Although the significance of dreams and their interpretation transcends the confines of a particular culture and society, it would not be incorrect to single out the Islamic tradition for its immense interest in dream lore. That there was great interest in dreams in Muslim societies past and present can easily be demonstrated given the abundance of manuals on dream interpretation, personal dream accounts kept in diaries or epistolary forms, and narratives of visionary experiences scattered throughout historical accounts, travelogues, biographical dictionaries and hagiographies. Unlike previous scholarly attitudes that have failed to recognize the significance of dreams, often writing off dream records as fiction, interdisciplinary studies on dreams in Islamic culture have expanded remarkably in the last two decades. Yet as Peter Burke accurately stated, scholars and especially historians may still forget the fact that “they do not have access to the dream itself but at best to a written record, modified by the preconscious or conscious mind in the course of recollection and writing” (“The Cultural History of Dreams” in idem, Varieties of Cultural History, Ithaca: Cornell University Press, pp. 23-42 at p. 28).

In her well-researched and well-written analysis of the collection of dreams, visions, and other mystical experiences of the late-sixteenth century Ottoman sultan, Murād III (d.1595), Özgen Felek adopts a fresh approach and focuses upon the narrativity of these dream accounts; that is, how these narratives were constructed by the dream teller and in what ways they functioned. The text Felek examines is a unique piece that consists of over 2,000 letters that Murād III sent to his şeyḫ. Although there are other available autobiographical accounts, private letters, and memoirs of Muslim rulers in the sixteenth century such as the Baburnama of the Mughal emperor Babur and the Tazkira of Shah Tahmasp, Murād III’s Kitābü’l-Menāmāt is distinctive as it includes hundreds of dreams and visions as recorded by the Ottoman sultan.

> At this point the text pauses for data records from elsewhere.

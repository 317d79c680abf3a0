//! MCP server implementation.

use crate::tools::{DescribeImageTool, McpTool, ToolOutput, ToolRegistry};
use crate::{McpError, McpResult};
use pictor_error::PictorResult;
use pictor_media::ReferenceResolver;
use pictor_models::{DescriberConfig, DescriptionRequester};
use rmcp::model::{
    CallToolRequestParam, CallToolResult, Content, Implementation, JsonObject, ListToolsResult,
    PaginatedRequestParam, ProtocolVersion, ServerCapabilities, ServerInfo, Tool,
};
use rmcp::service::RequestContext;
use rmcp::{ErrorData, RoleServer, ServerHandler};
use serde_json::{json, Value};
use std::sync::Arc;
use tracing::{debug, info, instrument, warn};

/// Name advertised during the MCP handshake.
pub const SERVER_NAME: &str = "Image Recognition";

/// Usage hint sent to clients on initialize.
pub const SERVER_INSTRUCTIONS: &str =
    "Call describe-image with an http(s) image URL or a local file path. \
     Relative paths are resolved against the server's working directory.";

/// MCP router for Pictor.
///
/// Holds the tool registry and answers `tools/list` and `tools/call`.
#[derive(Clone)]
pub struct PictorRouter {
    name: String,
    version: String,
    instructions: Option<String>,
    tools: ToolRegistry,
}

impl PictorRouter {
    /// Creates a new router builder.
    pub fn builder() -> PictorRouterBuilder {
        PictorRouterBuilder::default()
    }

    /// Builds the production router: an OpenAI client configured from
    /// `config` and local paths resolved against the working directory.
    pub fn from_config(config: &DescriberConfig) -> PictorResult<Self> {
        let resolver = ReferenceResolver::from_current_dir()?;
        let requester = DescriptionRequester::from_config(config)?;

        info!(
            base_dir = %resolver.base_dir().display(),
            model = %requester.default_model(),
            "Configured describe-image tool"
        );

        let mut tools = ToolRegistry::new();
        tools.register(Arc::new(DescribeImageTool::new(resolver, requester)));

        Ok(Self::builder()
            .instructions(SERVER_INSTRUCTIONS)
            .tools(tools)
            .build())
    }

    /// Server name.
    pub fn name(&self) -> &str {
        &self.name
    }

    /// Server version.
    pub fn version(&self) -> &str {
        &self.version
    }

    /// Registered tools.
    pub fn tools(&self) -> &ToolRegistry {
        &self.tools
    }

    /// Protocol descriptors for every registered tool.
    pub fn tool_descriptors(&self) -> McpResult<Vec<Tool>> {
        self.tools
            .list()
            .iter()
            .map(|tool| descriptor(tool.as_ref()))
            .collect()
    }

    /// Runs a tool call and converts its output to a protocol result.
    ///
    /// Unknown tools and malformed arguments are protocol errors. Tool
    /// failures come back as an error-flagged result.
    #[instrument(skip(self, arguments), fields(tool = %name))]
    pub async fn dispatch(
        &self,
        name: &str,
        arguments: Option<JsonObject>,
    ) -> Result<CallToolResult, ErrorData> {
        let input = Value::Object(arguments.unwrap_or_default());

        match self.tools.execute(name, input).await {
            Ok(output) => {
                debug!(is_error = output.is_error, "Tool call completed");
                Ok(call_tool_result(output))
            }
            Err(e) => {
                warn!(error = %e, "Rejected tool call");
                Err(e.into())
            }
        }
    }
}

/// Converts a tool's metadata into the protocol `Tool` type.
fn descriptor(tool: &dyn McpTool) -> McpResult<Tool> {
    serde_json::from_value(json!({
        "name": tool.name(),
        "title": tool.title(),
        "description": tool.description(),
        "inputSchema": tool.input_schema(),
    }))
    .map_err(|e| McpError::InvalidToolSchema(format!("{}: {}", tool.name(), e)))
}

fn call_tool_result(output: ToolOutput) -> CallToolResult {
    let content = vec![Content::text(output.text)];
    if output.is_error {
        CallToolResult::error(content)
    } else {
        CallToolResult::success(content)
    }
}

impl ServerHandler for PictorRouter {
    fn get_info(&self) -> ServerInfo {
        ServerInfo {
            protocol_version: ProtocolVersion::LATEST,
            capabilities: ServerCapabilities::builder().enable_tools().build(),
            server_info: Implementation {
                name: self.name.clone(),
                version: self.version.clone(),
                ..Implementation::from_build_env()
            },
            instructions: self.instructions.clone(),
        }
    }

    async fn list_tools(
        &self,
        _request: Option<PaginatedRequestParam>,
        _context: RequestContext<RoleServer>,
    ) -> Result<ListToolsResult, ErrorData> {
        let tools = self.tool_descriptors()?;
        Ok(ListToolsResult::with_all_items(tools))
    }

    async fn call_tool(
        &self,
        request: CallToolRequestParam,
        _context: RequestContext<RoleServer>,
    ) -> Result<CallToolResult, ErrorData> {
        self.dispatch(&request.name, request.arguments).await
    }
}

/// Builder for MCP router.
#[derive(Default)]
pub struct PictorRouterBuilder {
    name: Option<String>,
    version: Option<String>,
    instructions: Option<String>,
    tools: Option<ToolRegistry>,
}

impl PictorRouterBuilder {
    /// Sets the server name.
    pub fn name(mut self, name: impl Into<String>) -> Self {
        self.name = Some(name.into());
        self
    }

    /// Sets the server version.
    pub fn version(mut self, version: impl Into<String>) -> Self {
        self.version = Some(version.into());
        self
    }

    /// Sets the instructions sent to clients on initialize.
    pub fn instructions(mut self, instructions: impl Into<String>) -> Self {
        self.instructions = Some(instructions.into());
        self
    }

    /// Sets the tool registry.
    pub fn tools(mut self, tools: ToolRegistry) -> Self {
        self.tools = Some(tools);
        self
    }

    /// Builds the router.
    pub fn build(self) -> PictorRouter {
        PictorRouter {
            name: self.name.unwrap_or_else(|| SERVER_NAME.to_string()),
            version: self
                .version
                .unwrap_or_else(|| env!("CARGO_PKG_VERSION").to_string()),
            instructions: self.instructions,
            tools: self.tools.unwrap_or_default(),
        }
    }
}
//! Image reference resolution for Pictor.
//!
//! Turns the caller's image string into an [`ImageReference`]:
//!
//! - `http://` and `https://` inputs become [`ImageReference::Remote`] untouched
//! - anything else is treated as a filesystem path, read fully, and labelled
//!   with a media type guessed from its extension
//!
//! [`ImageReference`]: pictor_core::ImageReference
//! [`ImageReference::Remote`]: pictor_core::ImageReference::Remote

#![forbid(unsafe_code)]
#![warn(missing_docs)]

mod media_type;
mod resolver;

pub use media_type::media_type_for;
pub use resolver::{is_remote, ReferenceResolver};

Felek’s dissertation is organized into an introduction, five chapters, and a conclusion. The introduction outlines the methodological contours of the study and specifies in which respects it stands out with regard to current scholarship. Although the subject of dreams has been treated in Islamic Studies from several perspectives, including the anthropological, religious, mystical, historical, and scientific, there is no other extant study that focuses exclusively upon their function “as image-creating, in particular royal image-creating, devices” (p. 10). One of the major aims of this dissertation is to make use of the accounts of dreams, visions, and other mystical experiences in the Kitābü’l-Menāmāt with an eye towards explicating how Sultan Murād III used these narratives as a tool to create his self-image and identity.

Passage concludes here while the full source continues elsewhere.